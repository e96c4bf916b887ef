use rink::PaddleInput;

/// Decides when the current input goes out: on change, or as a keepalive
/// once `keepalive_ms` passed without a send.
#[derive(Debug, Clone)]
pub struct InputPacer {
    keepalive_ms: f64,
    current: PaddleInput,
    dirty: bool,
    last_sent_ms: f64,
}

impl InputPacer {
    pub fn new(keepalive_ms: f64, now: f64) -> Self {
        Self {
            keepalive_ms,
            current: PaddleInput::NEUTRAL,
            dirty: false,
            last_sent_ms: now,
        }
    }

    pub fn set(&mut self, input: PaddleInput) {
        if input != self.current {
            self.current = input;
            self.dirty = true;
        }
    }

    pub fn current(&self) -> PaddleInput {
        self.current
    }

    /// Returns the input to send and the milliseconds since the previous
    /// send (at least one), or `None` when nothing is due.
    pub fn poll(&mut self, now: f64) -> Option<(PaddleInput, f64)> {
        let elapsed = now - self.last_sent_ms;
        if !self.dirty && elapsed < self.keepalive_ms {
            return None;
        }
        self.dirty = false;
        self.last_sent_ms = now;
        Some((self.current, elapsed.max(1.0)))
    }

    pub fn reset(&mut self, now: f64) {
        self.current = PaddleInput::NEUTRAL;
        self.dirty = false;
        self.last_sent_ms = now;
    }
}

#[cfg(test)]
mod tests {
    use super::*;

    const DOWN: PaddleInput = PaddleInput {
        up: false,
        down: true,
        left: false,
        right: false,
    };

    #[test]
    fn change_is_sent_right_away() {
        let mut pacer = InputPacer::new(120.0, 0.0);
        assert_eq!(pacer.poll(10.0), None);

        pacer.set(DOWN);
        assert_eq!(pacer.poll(20.0), Some((DOWN, 20.0)));
        assert_eq!(pacer.poll(30.0), None);
    }

    #[test]
    fn unchanged_input_is_repeated_as_keepalive() {
        let mut pacer = InputPacer::new(120.0, 0.0);
        pacer.set(DOWN);
        pacer.poll(0.0);

        assert_eq!(pacer.poll(100.0), None);
        assert_eq!(pacer.poll(150.0), Some((DOWN, 150.0)));
    }

    #[test]
    fn setting_the_same_input_is_not_a_change() {
        let mut pacer = InputPacer::new(120.0, 0.0);
        pacer.set(PaddleInput::NEUTRAL);
        assert_eq!(pacer.poll(50.0), None);
    }

    #[test]
    fn elapsed_is_at_least_one_millisecond() {
        let mut pacer = InputPacer::new(120.0, 0.0);
        pacer.set(DOWN);
        assert_eq!(pacer.poll(0.0), Some((DOWN, 1.0)));
    }
}
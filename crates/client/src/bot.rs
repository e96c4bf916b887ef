use rink::{ClientMessage, ControlAction, PaddleInput, Side, Snapshot};

use crate::net::{ClientSession, Driver, SessionEvent};

const SWEEP_MARGIN: f32 = 12.0;

/// Headless player: sweeps its paddle up and down while chasing the puck
/// horizontally. As host it starts the match once a guest is in.
pub struct SweepBot {
    top: f32,
    bottom: f32,
    moving_up: bool,
}

impl SweepBot {
    pub fn new(top: f32, bottom: f32) -> Self {
        Self {
            top,
            bottom,
            moving_up: true,
        }
    }

    fn steer(&mut self, side: Side, frame: &Snapshot) -> PaddleInput {
        let own = frame.paddle(side).position();
        if own.y <= self.top + SWEEP_MARGIN {
            self.moving_up = false;
        } else if own.y >= self.bottom - SWEEP_MARGIN {
            self.moving_up = true;
        }

        let puck_x = frame.puck.x;
        PaddleInput {
            up: self.moving_up,
            down: !self.moving_up,
            left: puck_x < own.x - SWEEP_MARGIN,
            right: puck_x > own.x + SWEEP_MARGIN,
        }
    }
}

impl Driver for SweepBot {
    fn on_event(
        &mut self,
        session: &ClientSession,
        event: &SessionEvent,
    ) -> Option<ClientMessage> {
        match event {
            SessionEvent::GuestJoined if !session.running() => session.control(ControlAction::Toggle),
            SessionEvent::ScoreChanged(scores) => {
                log::info!("score {} - {}", scores.left, scores.right);
                None
            }
            SessionEvent::StatusChanged(status) => {
                log::info!("status: {status}");
                None
            }
            SessionEvent::Latency { rtt_ms } => {
                log::debug!("rtt {rtt_ms:.0} ms");
                None
            }
            _ => None,
        }
    }

    fn on_frame(&mut self, session: &ClientSession, frame: Option<&Snapshot>) -> PaddleInput {
        match (session.side(), frame) {
            (Some(side), Some(frame)) if frame.running => self.steer(side, frame),
            _ => PaddleInput::NEUTRAL,
        }
    }
}

#[cfg(test)]
mod tests {
    use super::*;

    fn frame(paddle_y: f32, puck_x: f32) -> Snapshot {
        let mut frame = Snapshot {
            running: true,
            ..Snapshot::default()
        };
        frame.left.x = 140.0;
        frame.left.y = paddle_y;
        frame.puck.x = puck_x;
        frame
    }

    #[test]
    fn sweep_turns_at_the_edges() {
        let mut bot = SweepBot::new(40.0, 480.0);
        let input = bot.steer(Side::Left, &frame(45.0, 140.0));
        assert!(input.down && !input.up);

        let input = bot.steer(Side::Left, &frame(475.0, 140.0));
        assert!(input.up && !input.down);
    }

    #[test]
    fn chases_the_puck_horizontally() {
        let mut bot = SweepBot::new(40.0, 480.0);
        let input = bot.steer(Side::Left, &frame(260.0, 300.0));
        assert!(input.right && !input.left);

        let input = bot.steer(Side::Left, &frame(260.0, 60.0));
        assert!(input.left && !input.right);
    }
}
pub mod client;
pub mod clock;
pub mod config;
pub mod input;
pub mod interpolation;
pub mod prediction;
pub mod session;

pub use client::{Driver, NetworkClient, now_ms};
pub use clock::ClockSync;
pub use config::ClientConfig;
pub use input::InputPacer;
pub use interpolation::InterpolationBuffer;
pub use prediction::{PaddlePredictor, PendingInput};
pub use session::{ClientSession, SessionEvent};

□ □ □ □ □ □ □

## [What is required]
One inclusive range is required: first line of the data through the line containing "pacer.set(PaddleInput::NEUTRAL);". Set it down exactly and output nothing else.

## [The completed task]
repository e96c4bf916b887ef
use rink::PaddleInput;

/// Decides when the current input goes out: on change, or as a keepalive
/// once `keepalive_ms` passed without a send.
#[derive(Debug, Clone)]
pub struct InputPacer {
    keepalive_ms: f64,
    current: PaddleInput,
    dirty: bool,
    last_sent_ms: f64,
}

impl InputPacer {
    pub fn new(keepalive_ms: f64, now: f64) -> Self {
        Self {
            keepalive_ms,
            current: PaddleInput::NEUTRAL,
            dirty: false,
            last_sent_ms: now,
        }
    }

    pub fn set(&mut self, input: PaddleInput) {
        if input != self.current {
            self.current = input;
            self.dirty = true;
        }
    }

    pub fn current(&self) -> PaddleInput {
        self.current
    }

    /// Returns the input to send and the milliseconds since the previous
    /// send (at least one), or `None` when nothing is due.
    pub fn poll(&mut self, now: f64) -> Option<(PaddleInput, f64)> {
        let elapsed = now - self.last_sent_ms;
        if !self.dirty && elapsed < self.keepalive_ms {
            return None;
        }
        self.dirty = false;
        self.last_sent_ms = now;
        Some((self.current, elapsed.max(1.0)))
    }

    pub fn reset(&mut self, now: f64) {
        self.current = PaddleInput::NEUTRAL;
        self.dirty = false;
        self.last_sent_ms = now;
    }
}

#[cfg(test)]
mod tests {
    use super::*;

    const DOWN: PaddleInput = PaddleInput {
        up: false,
        down: true,
        left: false,
        right: false,
    };

    #[test]
    fn change_is_sent_right_away() {
        let mut pacer = InputPacer::new(120.0, 0.0);
        assert_eq!(pacer.poll(10.0), None);

        pacer.set(DOWN);
        assert_eq!(pacer.poll(20.0), Some((DOWN, 20.0)));
        assert_eq!(pacer.poll(30.0), None);
    }

    #[test]
    fn unchanged_input_is_repeated_as_keepalive() {
        let mut pacer = InputPacer::new(120.0, 0.0);
        pacer.set(DOWN);
        pacer.poll(0.0);

        assert_eq!(pacer.poll(100.0), None);
        assert_eq!(pacer.poll(150.0), Some((DOWN, 150.0)));
    }

    #[test]
    fn setting_the_same_input_is_not_a_change() {
        let mut pacer = InputPacer::new(120.0, 0.0);
        pacer.set(PaddleInput::NEUTRAL);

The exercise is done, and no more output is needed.